22 Jurispr. 2001, p.I-7303.
23 Zie voor voorbeelden van een kansafweging in kort geding HR 26 oktober 2001, NJ 2002, 13 (zie ook de conclusie van A-G Huydecoper voor dit arrest, onder 13); HR 7 april 1995, NJ 1996, 581; HR 10 mei 1996, NJ 1996, 537.
24 Dat het in verband met de opening van de procedure van art. 88 lid 2 EG-Verdrag door de Commissie over het steunkarakter van de betrokken maatregel gegeven oordeel een voorlopig karakter toekomt, is overigens juist. Zie Gvea EG 23 oktober 2002, zaken T-346/99 t/m T-348/99, Jurispr. 2002, p. II-4259, punten 41-43, waarin het Gerecht, onder verwijzing naar art. 6 Procedureverordening, met zoveel woorden heeft overwogen dat de kwalificatie van een maatregel als staatssteun in een beschikking tot inleiding van de formele onderzoeksprocedure niet definitief van aard is.
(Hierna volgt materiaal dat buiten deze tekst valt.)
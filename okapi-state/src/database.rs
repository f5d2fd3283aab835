//! The data-base facade: multi-database write coordination and the header
//! and block reorganization flows.

mod blocks;
mod filters;
mod payments;
mod transactions;
mod unspent_outputs;

pub use blocks::{BlockDatabase, BlockLink, BlockResult, BlockState};
pub use filters::{FilterDatabase, FilterLink, FilterResult, FILTER_TYPE_BASIC};
pub use payments::{PaymentDatabase, PaymentKey, PaymentRecord};
pub use transactions::{
    TransactionDatabase, TransactionResult, TxLink, POOLED_POSITION, UNCONFIRMED_HEIGHT, UNSPENT,
};
pub use unspent_outputs::{UnspentOutput, UnspentOutputs};

use std::sync::Arc;

use byteorder::{ByteOrder, LittleEndian};
use parking_lot::{Mutex, MutexGuard};
use tracing::{debug, info, trace};

use okapi_chain::block::{self, Block, Header};
use okapi_chain::transaction::Transaction;
use okapi_chain::transparent::{OutPoint, Output};

use crate::checkpoint::Checkpoint;
use crate::config::Config;
use crate::error::{Error, Result};
use crate::memory::Accessor;
use crate::store::Store;
use crate::verify;

// Little-endian field helpers shared by the record layouts.

pub(crate) fn read_u32(value: &[u8], offset: u64) -> u32 {
    LittleEndian::read_u32(&value[offset as usize..])
}

pub(crate) fn write_u32(value: &mut [u8], offset: u64, word: u32) {
    LittleEndian::write_u32(&mut value[offset as usize..], word)
}

pub(crate) fn write_u32_at(access: &Accessor<'_>, offset: u64, word: u32) {
    let mut bytes = [0u8; 4];
    LittleEndian::write_u32(&mut bytes, word);
    access.write(offset, &bytes);
}

/// The coordinated write surface over the block, transaction, payment, and
/// filter databases.
///
/// A failure after `begin_write` is returned without calling `end_write`.
/// This leaves the flush lock engaged, preventing use after restart until
/// the store is recovered externally.
pub struct Database {
    store: Store,
    blocks: BlockDatabase,
    transactions: TransactionDatabase,
    payments: Option<PaymentDatabase>,
    filters: Option<FilterDatabase>,

    /// Serializes writes that must be atomic across databases.
    write_mutex: Mutex<()>,
}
25 Overigens heeft zij dit verweer ten aanzien van [verweerster 3] evenmin uitdrukkelijk gehandhaafd. De stellingen in de memorie van antwoord onder 3.4, waarnaar in de schriftelijke toelichting wordt verwezen, zien alleen op [verweerder 2] en niet op [verweerster 3]. Daaruit mag anderzijds niet worden afgeleid dat de gemeente haar stellingen van de eerste instantie ten aanzien van [verweerster 3] heeft prijsgegeven.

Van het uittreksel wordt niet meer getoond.